- [ACTIVITY]:
Please give back only the lines below from the one containing "let engine = SwapClient::new(&config.inference)?;" to the one containing "signal + reservation watchdog.", each repeated word for word, both ends included.

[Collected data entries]
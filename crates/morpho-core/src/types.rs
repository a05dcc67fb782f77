// SPDX-FileCopyrightText: 2026 Morpho Contributors
// SPDX-License-Identifier: MIT OR Apache-2.0

//! Common types used across adapter traits and the Morpho workspace.

use std::path::PathBuf;

use serde::{Deserialize, Serialize};
use strum::{Display, EnumString};

/// Unique identifier for a delivered channel message.
#[derive(Debug, Clone, PartialEq, Eq, Hash, Serialize, Deserialize)]
pub struct MessageId(pub String);

/// Health status reported by adapter health checks.
#[derive(Debug, Clone, PartialEq, Eq)]
pub enum HealthStatus {
    /// Adapter is fully operational.
    Healthy,
    /// Adapter is operational but experiencing issues.
    Degraded(String),
    /// Adapter is not operational.
    Unhealthy(String),
}

/// Identifies the type of adapter behind the [`PluginAdapter`](crate::PluginAdapter) base trait.
#[derive(Debug, Clone, Copy, PartialEq, Eq, Hash, Display, EnumString, Serialize, Deserialize)]
pub enum AdapterType {
    Channel,
    Inference,
    Storage,
}

/// Entitlement tier of a user account.
///
/// Premium unlocks custom-target upload and a configurable (possibly
/// unlimited) quota ceiling. Stored in SQLite as its lowercase string form.
#[derive(
    Debug, Clone, Copy, PartialEq, Eq, Display, EnumString, Serialize, Deserialize,
)]
#[strum(serialize_all = "lowercase")]
#[serde(rename_all = "lowercase")]
pub enum Tier {
    Free,
    Premium,
}

/// A persisted user account record.
///
/// Created on first interaction, mutated on every quota-consuming action and
/// on tier/category/target changes, never deleted.
#[derive(Debug, Clone, PartialEq, Eq, Serialize, Deserialize)]
pub struct UserAccount {
    /// Opaque stable identifier (the channel's user id rendered as text).
    pub user_id: String,
    /// Remaining successful swaps. Never negative.
    pub quota_remaining: i64,
    pub tier: Tier,
    /// Category the user last selected; `None` until a selection is made.
    pub selected_category: Option<String>,
    /// Target discriminator the user last picked within the category.
    /// `None` means "first target of the category".
    pub selected_mode: Option<String>,
    /// Path of a user-supplied target image. Premium only.
    pub custom_target_path: Option<String>,
    /// When set, the user's next photo upload is stored as a custom target
    /// instead of being swapped. Premium only.
    pub awaiting_target: bool,
    /// RFC 3339 creation timestamp.
    pub created_at: String,
    /// RFC 3339 timestamp of the last mutation.
    pub updated_at: String,
}

/// User-facing reasons a swap request was not fulfilled.
///
/// This is the closed taxonomy of recoverable outcomes; each maps to a fixed
/// reply. Infrastructure faults surface as [`ServiceUnavailable`](Self::ServiceUnavailable)
/// or [`TargetUnavailable`](Self::TargetUnavailable) with the detail kept in logs.
#[derive(Debug, Clone, Copy, PartialEq, Eq, Display)]
pub enum RejectReason {
    /// Out of quota; recoverable by purchasing premium.
    QuotaExceeded,
    /// No category selected yet; recoverable via the category menu.
    NoCategorySelected,
    /// Another submission from the same user is still being processed.
    RequestAlreadyInProgress,
    /// The inference service found no face in the image. Never charged.
    NoFaceDetected,
    /// The inference service is unreachable, overloaded, or timed out.
    /// Never charged; the user may retry later.
    ServiceUnavailable,
    /// A premium-only action was attempted by a free account.
    NotPremium,
    /// The account points at a category or target the catalog no longer
    /// has. Data inconsistency, reported generically.
    TargetUnavailable,
}

impl RejectReason {
    /// Fixed reply text delivered to the user for this outcome.
    pub fn user_message(&self) -> &'static str {
        match self {
            RejectReason::QuotaExceeded => {
                "You are out of swaps. Use /buy_premium to keep going."
            }
            RejectReason::NoCategorySelected => {
                "Pick a category first -- send /menu to see what's available."
            }
            RejectReason::RequestAlreadyInProgress => {
                "Your previous photo is still processing. Give it a moment."
            }
            RejectReason::NoFaceDetected => {
                "No face found in that photo. Try another one -- you were not charged."
            }
            RejectReason::ServiceUnavailable => {
                "The swap service is having a moment. Try again shortly -- you were not charged."
            }
            RejectReason::NotPremium => {
                "That's a premium feature. Use /buy_premium to unlock it."
            }
            RejectReason::TargetUnavailable => {
                "Something went wrong with your selected target. Pick another via /menu."
            }
        }
    }
}

/// Final outcome of one swap request.
#[derive(Debug, Clone, PartialEq, Eq)]
pub enum SwapOutcome {
    /// The swapped image, ready for delivery. The account was charged.
    Success { image: Vec<u8> },
    /// The request was aborted. The account was not charged.
    Rejected(RejectReason),
}

/// Selects the target face handed to the inference service.
#[derive(Debug, Clone, PartialEq, Eq)]
pub enum TargetSelector {
    /// A catalog target, identified by its image file and validated mode.
    Catalog { filepath: PathBuf, mode: String },
    /// A premium user's own uploaded target image.
    Custom { filepath: PathBuf },
}

impl TargetSelector {
    /// Path of the target image file on durable storage.
    pub fn filepath(&self) -> &std::path::Path {
        match self {
            TargetSelector::Catalog { filepath, .. } => filepath,
            TargetSelector::Custom { filepath } => filepath,
        }
    }
}

/// Commands a user can issue through the chat channel.
#[derive(Debug, Clone, PartialEq, Eq)]
pub enum Command {
    /// First contact: create the account and greet.
    Start,
    /// Show the category menu.
    Menu,
    /// Report tier, remaining quota, and current selection.
    Status,
    /// Command summary.
    Help,
    /// Apply the premium entitlement (additive, repeatable).
    BuyPremium,
    /// Premium: treat the next photo as a custom target upload.
    ArmCustomTarget,
    /// Select a category by name.
    SelectCategory(String),
    /// Pick a target within the selected category by its mode.
    SelectTarget(String),
}

/// What an inbound channel update carries.
#[derive(Debug, Clone, PartialEq, Eq)]
pub enum InboundPayload {
    Command(Command),
    /// A photo submission (the swap hot path, or a custom-target upload).
    Photo {
        data: Vec<u8>,
        caption: Option<String>,
    },
    /// Free-form text that is not a recognized command.
    Text(String),
    /// Stickers, voice, documents, polls -- anything the bot does not handle.
    Unsupported,
}

/// A channel-agnostic inbound update delivered to the orchestrator.
#[derive(Debug, Clone)]
pub struct InboundUpdate {
    /// Channel-scoped update identifier (for logging).
    pub id: String,
    /// Opaque stable user identifier.
    pub user_id: String,
    /// Where replies for this update go.
    pub chat_id: String,
    pub payload: InboundPayload,
    /// RFC 3339 timestamp from the channel.
    pub timestamp: String,
}

/// Body of an outbound reply.
#[derive(Debug, Clone, PartialEq, Eq)]
pub enum ReplyBody {
    Text(String),
    Photo {
        data: Vec<u8>,
        caption: Option<String>,
    },
}

/// A channel-agnostic outbound reply produced by the orchestrator.
#[derive(Debug, Clone, PartialEq, Eq)]
pub struct OutboundReply {
    pub chat_id: String,
    pub body: ReplyBody,
}

/// Capabilities reported by a channel adapter.
#[derive(Debug, Clone)]
pub struct ChannelCapabilities {
    /// Whether the channel can deliver photo replies.
    pub supports_photos: bool,
    /// Maximum text message length, if the channel imposes one.
    pub max_message_length: Option<usize>,
}
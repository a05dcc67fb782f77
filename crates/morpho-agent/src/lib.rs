// SPDX-FileCopyrightText: 2026 Morpho Contributors
// SPDX-License-Identifier: MIT OR Apache-2.0

//! Request orchestration for the Morpho face-swap bot.
//!
//! The [`AgentLoop`] is the central coordinator that:
//! - Receives updates from the channel adapter
//! - Handles commands inline (account and catalog operations are fast)
//! - Spawns one bounded worker task per photo submission
//! - Enforces the reserve/commit quota protocol via the account store
//! - Discards (but never abandons) requests superseded by a newer command
//! - Handles graceful shutdown

pub mod commands;
pub mod request;
pub mod shutdown;

use std::path::PathBuf;
use std::sync::Arc;
use std::time::Duration;

use dashmap::DashMap;
use morpho_accounts::AccountStore;
use morpho_catalog::Catalog;
use morpho_config::model::MorphoConfig;
use morpho_core::types::{InboundPayload, InboundUpdate, OutboundReply, ReplyBody};
use morpho_core::{ChannelAdapter, MorphoError, RejectReason, SwapEngine, SwapOutcome, Tier};
use tokio::sync::Semaphore;
use tokio_util::sync::CancellationToken;
use tracing::{debug, error, info};

const USAGE_HINT: &str =
    "I only understand photos and commands. Send a photo to swap, or /help for the commands.";

/// The main agent loop coordinating channel, account store, catalog, and
/// inference engine.
pub struct AgentLoop {
    channel: Arc<dyn ChannelAdapter>,
    accounts: Arc<AccountStore>,
    catalog: Arc<Catalog>,
    engine: Arc<dyn SwapEngine>,
    config: MorphoConfig,
    /// Global ceiling on concurrent swap requests.
    inflight: Arc<Semaphore>,
    /// Per-user tokens for discarding superseded deliveries.
    supersede: Arc<DashMap<String, CancellationToken>>,
}

impl AgentLoop {
    /// Creates a new agent loop. The channel must already be connected.
    pub fn new(
        channel: Arc<dyn ChannelAdapter>,
        accounts: Arc<AccountStore>,
        catalog: Arc<Catalog>,
        engine: Arc<dyn SwapEngine>,
        config: MorphoConfig,
    ) -> Self {
        let inflight = Arc::new(Semaphore::new(config.agent.max_inflight));
        info!(
            bot_name = config.agent.name.as_str(),
            max_inflight = config.agent.max_inflight,
            categories = catalog.len(),
            "agent loop initialized"
        );
        Self {
            channel,
            accounts,
            catalog,
            engine,
            config,
            inflight,
            supersede: Arc::new(DashMap::new()),
        }
    }

    /// Runs the main loop until the cancellation token is triggered.
    ///
    /// The loop:
    /// 1. Waits for inbound updates from the channel
    /// 2. Handles commands inline, spawns a worker per photo
    /// 3. On cancellation, drains in-flight requests before exiting
    pub async fn run(&self, cancel: CancellationToken) -> Result<(), MorphoError> {
        info!("agent loop running");

        loop {
            tokio::select! {
                update = self.channel.receive() => {
                    match update {
                        Ok(update) => self.dispatch(update).await,
                        Err(e) => {
                            error!(error = %e, "channel receive error");
                            // If the channel is closed, break out of the loop.
                            if e.to_string().contains("closed") {
                                break;
                            }
                        }
                    }
                }
                _ = cancel.cancelled() => {
                    info!("shutdown signal received, stopping agent loop");
                    break;
                }
            }
        }

        shutdown::drain_inflight(
            &self.inflight,
            self.config.agent.max_inflight,
            Duration::from_secs(30),
        )
        .await;

        info!("agent loop stopped");
        Ok(())
    }

    /// Routes one inbound update.
    async fn dispatch(&self, update: InboundUpdate) {
        debug!(
            update_id = update.id.as_str(),
            user_id = update.user_id.as_str(),
            "handling inbound update"
        );

        match update.payload {
            InboundPayload::Command(ref command) => {
                // A fresh command supersedes the delivery of any in-flight
                // swap for this user. The reservation still runs to
                // completion; only the result is discarded.
                if let Some(entry) = self.supersede.get(&update.user_id) {
                    entry.value().cancel();
                }

                let result = commands::handle_command(
                    self.channel.as_ref(),
                    self.accounts.as_ref(),
                    self.catalog.as_ref(),
                    self.config.quota.premium_bonus,
                    &update,
                    command,
                )
                .await;
                if let Err(e) = result {
                    error!(user_id = %update.user_id, error = %e, "command handling failed");
                    let _ = commands::send_text(
                        self.channel.as_ref(),
                        &update.chat_id,
                        RejectReason::ServiceUnavailable.user_message(),
                    )
                    .await;
                }
            }

            InboundPayload::Photo { data, .. } => {
                self.spawn_photo_worker(update.user_id, update.chat_id, data);
            }

            InboundPayload::Text(_) | InboundPayload::Unsupported => {
                let _ =
                    commands::send_text(self.channel.as_ref(), &update.chat_id, USAGE_HINT).await;
            }
        }
    }

    /// Spawns the worker task for one photo submission.
    fn spawn_photo_worker(&self, user_id: String, chat_id: String, data: Vec<u8>) {
        let channel = Arc::clone(&self.channel);
        let accounts = Arc::clone(&self.accounts);
        let catalog = Arc::clone(&self.catalog);
        let engine = Arc::clone(&self.engine);
        let inflight = Arc::clone(&self.inflight);
        let custom_targets_dir = PathBuf::from(&self.config.catalog.custom_targets_dir);

        let cancel = CancellationToken::new();
        self.supersede.insert(user_id.clone(), cancel.clone());

        tokio::spawn(async move {
            // Premium custom-target upload short-circuits the swap flow.
            match accounts.get_or_create(&user_id).await {
                Ok(account) if account.awaiting_target && account.tier == Tier::Premium => {
                    let reply = match request::store_custom_target_photo(
                        &accounts,
                        &custom_targets_dir,
                        &user_id,
                        &data,
                    )
                    .await
                    {
                        Ok(()) => {
                            "Custom target saved. Every photo you send now uses it.".to_string()
                        }
                        Err(e) => {
                            error!(user_id = %user_id, error = %e, "custom target upload failed");
                            RejectReason::ServiceUnavailable.user_message().to_string()
                        }
                    };
                    let _ = commands::send_text(channel.as_ref(), &chat_id, &reply).await;
                    return;
                }
                Ok(_) => {}
                Err(e) => {
                    error!(user_id = %user_id, error = %e, "account lookup failed");
                    let _ = commands::send_text(
                        channel.as_ref(),
                        &chat_id,
                        RejectReason::ServiceUnavailable.user_message(),
                    )
                    .await;
                    return;
                }
            }

            let _ = channel.notify_processing(&chat_id).await;

            let outcome = request::run_swap(
                &accounts,
                &catalog,
                engine.as_ref(),
                &inflight,
                &user_id,
                &data,
            )
            .await;

            // Superseded: the reservation ran to completion above (no
            // account is ever left pending), but the result is discarded.
            if cancel.is_cancelled() {
                info!(user_id = %user_id, "discarding result of superseded request");
                return;
            }

            match outcome {
                SwapOutcome::Success { image } => {
                    let caption = match accounts.get_or_create(&user_id).await {
                        Ok(account) => {
                            Some(format!("Here you go! {} swaps left.", account.quota_remaining))
                        }
                        Err(_) => None,
                    };
                    let reply = OutboundReply {
                        chat_id: chat_id.clone(),
                        body: ReplyBody::Photo {
                            data: image,
                            caption,
                        },
                    };
                    if let Err(e) = channel.send(reply).await {
                        error!(user_id = %user_id, error = %e, "failed to deliver result image");
                    }
                }
                SwapOutcome::Rejected(reason) => {
                    debug!(user_id = %user_id, reason = %reason, "swap rejected");
                    let _ =
                        commands::send_text(channel.as_ref(), &chat_id, reason.user_message())
                            .await;
                }
            }
        });
    }
}
// SPDX-FileCopyrightText: 2026 Morpho Contributors
// SPDX-License-Identifier: MIT OR Apache-2.0

//! Daemon startup wiring: config -> catalog -> storage -> account store ->
//! swap client -> Telegram channel -> agent loop.
//!
//! The catalog is loaded before anything else and a load failure is fatal:
//! a bot with a broken target catalog must not come up half-working.

use std::path::Path;
use std::sync::Arc;
use std::time::Duration;

use morpho_accounts::{AccountStore, QuotaPolicy, spawn_watchdog};
use morpho_agent::{AgentLoop, shutdown};
use morpho_catalog::Catalog;
use morpho_config::MorphoConfig;
use morpho_core::{
    AccountsAdapter, ChannelAdapter, HealthStatus, MorphoError, PluginAdapter, SwapEngine,
};
use morpho_storage::SqliteAccounts;
use morpho_swap::SwapClient;
use morpho_telegram::TelegramChannel;
use tracing::{info, warn};

/// Runs the daemon until a shutdown signal arrives.
pub async fn run(config: MorphoConfig) -> Result<(), MorphoError> {
    info!(bot_name = config.agent.name.as_str(), "morpho starting");

    // Catalog first, fail fast and loudly.
    let catalog = Catalog::load(Path::new(&config.catalog.manifest_path))
        .map_err(|e| MorphoError::Config(format!("catalog load failed: {e}")))?;
    info!(categories = catalog.len(), "catalog loaded");

    // Durable account storage.
    let storage = SqliteAccounts::new(config.storage.clone());
    storage.initialize().await?;
    let storage: Arc<dyn AccountsAdapter> = Arc::new(storage);
    let accounts = Arc::new(AccountStore::new(
        storage,
        QuotaPolicy::from_config(&config.quota),
    ));

    // Inference client. An unhealthy service at startup is worth a warning
    // but not fatal -- it may come up later, and requests fail safe.
    let engine = SwapClient::new(&config.inference)?;
    match engine.health_check().await {
        Ok(HealthStatus::Healthy) => info!("swap service reachable"),
        Ok(HealthStatus::Degraded(reason) | HealthStatus::Unhealthy(reason)) => {
            warn!(reason = %reason, "swap service not healthy at startup");
        }
        Err(e) => warn!(error = %e, "swap service health check failed"),
    }
    let engine: Arc<dyn SwapEngine> = Arc::new(engine);

    // Telegram channel.
    let mut channel = TelegramChannel::new(&config.telegram)?;
    channel.connect().await?;
    let channel: Arc<dyn ChannelAdapter> = Arc::new(channel);

    // Shutdown signal + reservation watchdog.
    let cancel = shutdown::install_signal_handler();
    let watchdog = spawn_watchdog(
        accounts.clone(),
        Duration::from_secs(config.quota.watchdog_interval_secs),
        cancel.clone(),
    );

    let agent = AgentLoop::new(channel, accounts, Arc::new(catalog), engine, config);
    let result = agent.run(cancel.clone()).await;

    // Stop the watchdog even if the loop exited on its own (channel close).
    cancel.cancel();
    if let Err(e) = watchdog.await {
        warn!(error = %e, "watchdog task did not exit cleanly");
    }

    info!("morpho stopped");
    result
}
// SPDX-FileCopyrightText: 2026 Morpho Contributors
// SPDX-License-Identifier: MIT OR Apache-2.0

//! Face-swap inference adapter for the Morpho bot.
//!
//! Implements [`SwapEngine`] over HTTP against the external swap service.
//! The engine behind the endpoint (model, weights, execution provider) is
//! opaque to this crate and fully swappable.

pub mod client;

use async_trait::async_trait;
use morpho_core::{
    AdapterType, HealthStatus, MorphoError, PluginAdapter, SwapEngine, SwapError, TargetSelector,
};

pub use client::SwapClient;

#[async_trait]
impl PluginAdapter for SwapClient {
    fn name(&self) -> &str {
        "http-swap"
    }

    fn version(&self) -> semver::Version {
        semver::Version::new(0, 1, 0)
    }

    fn adapter_type(&self) -> AdapterType {
        AdapterType::Inference
    }

    async fn health_check(&self) -> Result<HealthStatus, MorphoError> {
        match self.probe().await {
            Ok(()) => Ok(HealthStatus::Healthy),
            Err(reason) => Ok(HealthStatus::Unhealthy(reason)),
        }
    }

    async fn shutdown(&self) -> Result<(), MorphoError> {
        Ok(())
    }
}

#[async_trait]
impl SwapEngine for SwapClient {
    async fn swap(&self, source: &[u8], target: &TargetSelector) -> Result<Vec<u8>, SwapError> {
        self.swap_request(source, target).await
    }
}

#[cfg(test)]
mod tests {
    use super::*;
    use morpho_config::model::InferenceConfig;

    #[test]
    fn adapter_metadata() {
        let client = SwapClient::new(&InferenceConfig::default()).unwrap();
        assert_eq!(client.name(), "http-swap");
        assert_eq!(client.version(), semver::Version::new(0, 1, 0));
        assert_eq!(client.adapter_type(), AdapterType::Inference);
    }

    #[tokio::test]
    async fn health_check_reports_unreachable_service() {
        let client = SwapClient::new(&InferenceConfig {
            base_url: "http://127.0.0.1:9".into(),
            timeout_secs: 1,
            max_retries: 0,
        })
        .unwrap();
        let status = client.health_check().await.unwrap();
        assert!(matches!(status, HealthStatus::Unhealthy(_)));
    }
}
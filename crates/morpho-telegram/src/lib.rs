// SPDX-FileCopyrightText: 2026 Morpho Contributors
// SPDX-License-Identifier: MIT OR Apache-2.0

//! Telegram channel adapter for the Morpho face-swap bot.
//!
//! Implements [`ChannelAdapter`] for the Telegram Bot API via teloxide:
//! long polling in, text and photo replies out. Deliberately thin -- all
//! business logic lives behind the channel trait, in the orchestrator.

pub mod handler;
pub mod media;

use async_trait::async_trait;
use morpho_config::model::TelegramConfig;
use morpho_core::types::{
    ChannelCapabilities, InboundUpdate, MessageId, OutboundReply, ReplyBody,
};
use morpho_core::{AdapterType, ChannelAdapter, HealthStatus, MorphoError, PluginAdapter};
use teloxide::prelude::*;
use teloxide::types::{ChatAction, ChatId, InputFile, Recipient};
use tokio::sync::mpsc;
use tracing::{debug, error, info, warn};

/// Telegram channel adapter implementing [`ChannelAdapter`].
///
/// Connects via long polling, accepts photos and commands from private
/// chats, and delivers text or photo replies.
pub struct TelegramChannel {
    bot: Bot,
    inbound_rx: tokio::sync::Mutex<mpsc::Receiver<InboundUpdate>>,
    inbound_tx: mpsc::Sender<InboundUpdate>,
    polling_handle: Option<tokio::task::JoinHandle<()>>,
}

impl TelegramChannel {
    /// Creates a new Telegram channel adapter.
    ///
    /// Requires `config.bot_token` to be set.
    pub fn new(config: &TelegramConfig) -> Result<Self, MorphoError> {
        let token = config.bot_token.as_deref().ok_or_else(|| {
            MorphoError::Config("telegram.bot_token is required for the Telegram adapter".into())
        })?;

        if token.is_empty() {
            return Err(MorphoError::Config(
                "telegram.bot_token cannot be empty".into(),
            ));
        }

        let bot = Bot::new(token);
        let (inbound_tx, inbound_rx) = mpsc::channel(100);

        Ok(Self {
            bot,
            inbound_rx: tokio::sync::Mutex::new(inbound_rx),
            inbound_tx,
            polling_handle: None,
        })
    }

    /// Returns a reference to the underlying teloxide Bot.
    pub fn bot(&self) -> &Bot {
        &self.bot
    }
}

#[async_trait]
impl PluginAdapter for TelegramChannel {
    fn name(&self) -> &str {
        "telegram"
    }

    fn version(&self) -> semver::Version {
        semver::Version::new(0, 1, 0)
    }

    fn adapter_type(&self) -> AdapterType {
        AdapterType::Channel
    }

    async fn health_check(&self) -> Result<HealthStatus, MorphoError> {
        // Check if the bot token is valid by calling getMe.
        match self.bot.get_me().await {
            Ok(_) => Ok(HealthStatus::Healthy),
            Err(e) => Ok(HealthStatus::Unhealthy(format!(
                "Telegram bot unreachable: {e}"
            ))),
        }
    }

    async fn shutdown(&self) -> Result<(), MorphoError> {
        debug!("Telegram channel shutting down");
        // The polling handle is dropped with the channel, which aborts the
        // task. For graceful shutdown, the agent loop stops calling
        // receive() first.
        Ok(())
    }
}

#[async_trait]
impl ChannelAdapter for TelegramChannel {
    fn capabilities(&self) -> ChannelCapabilities {
        ChannelCapabilities {
            supports_photos: true,
            max_message_length: Some(4096),
        }
    }

    async fn connect(&mut self) -> Result<(), MorphoError> {
        if self.polling_handle.is_some() {
            return Ok(()); // Already connected
        }

        let bot = self.bot.clone();
        let tx = self.inbound_tx.clone();

        info!("starting Telegram long polling");

        let handle = tokio::spawn(async move {
            let message_handler =
                Update::filter_message().endpoint(move |bot: Bot, msg: Message| {
                    let tx = tx.clone();
                    async move {
                        // Filter: DMs only
                        if !handler::is_dm(&msg) {
                            debug!(chat_id = msg.chat.id.0, "ignoring non-DM message");
                            return respond(());
                        }

                        match handler::extract_payload(&bot, &msg).await {
                            Ok(payload) => {
                                let update = handler::to_inbound_update(&msg, payload);
                                if tx.send(update).await.is_err() {
                                    warn!("inbound channel closed, dropping message");
                                }
                            }
                            Err(e) => {
                                error!(error = %e, "failed to extract message content");
                            }
                        }

                        respond(())
                    }
                });

            Dispatcher::builder(bot, message_handler)
                .default_handler(|_| async {}) // Silently ignore non-message updates
                .build()
                .dispatch()
                .await;
        });

        self.polling_handle = Some(handle);
        Ok(())
    }

    async fn send(&self, reply: OutboundReply) -> Result<MessageId, MorphoError> {
        let chat_id = parse_chat_id(&reply.chat_id)?;

        let sent = match reply.body {
            ReplyBody::Text(text) => self
                .bot
                .send_message(Recipient::Id(chat_id), text)
                .await
                .map_err(|e| MorphoError::Channel {
                    message: format!("failed to send message: {e}"),
                    source: Some(Box::new(e)),
                })?,
            ReplyBody::Photo { data, caption } => {
                let mut request = self
                    .bot
                    .send_photo(Recipient::Id(chat_id), InputFile::memory(data));
                if let Some(caption) = caption {
                    request = request.caption(caption);
                }
                request.await.map_err(|e| MorphoError::Channel {
                    message: format!("failed to send photo: {e}"),
                    source: Some(Box::new(e)),
                })?
            }
        };

        Ok(MessageId(sent.id.0.to_string()))
    }

    async fn receive(&self) -> Result<InboundUpdate, MorphoError> {
        let mut rx = self.inbound_rx.lock().await;
        rx.recv().await.ok_or_else(|| MorphoError::Channel {
            message: "Telegram inbound channel closed".into(),
            source: None,
        })
    }

    async fn notify_processing(&self, chat_id: &str) -> Result<(), MorphoError> {
        let chat_id = parse_chat_id(chat_id)?;
        self.bot
            .send_chat_action(chat_id, ChatAction::UploadPhoto)
            .await
            .map_err(|e| MorphoError::Channel {
                message: format!("failed to send chat action: {e}"),
                source: Some(Box::new(e)),
            })?;
        Ok(())
    }
}

/// Parses the channel-agnostic chat id into a Telegram ChatId.
fn parse_chat_id(chat_id: &str) -> Result<ChatId, MorphoError> {
    chat_id
        .parse::<i64>()
        .map(ChatId)
        .map_err(|e| MorphoError::Channel {
            message: format!("invalid chat_id `{chat_id}`: {e}"),
            source: None,
        })
}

- [ANSWER FOR THIS EXERCISE]:
    let engine = SwapClient::new(&config.inference)?;
    match engine.health_check().await {
        Ok(HealthStatus::Healthy) => info!("swap service reachable"),
        Ok(HealthStatus::Degraded(reason) | HealthStatus::Unhealthy(reason)) => {
            warn!(reason = %reason, "swap service not healthy at startup");
        }
        Err(e) => warn!(error = %e, "swap service health check failed"),
    }
    let engine: Arc<dyn SwapEngine> = Arc::new(engine);

    // Telegram channel.
    let mut channel = TelegramChannel::new(&config.telegram)?;
    channel.connect().await?;
    let channel: Arc<dyn ChannelAdapter> = Arc::new(channel);

    // Shutdown signal + reservation watchdog.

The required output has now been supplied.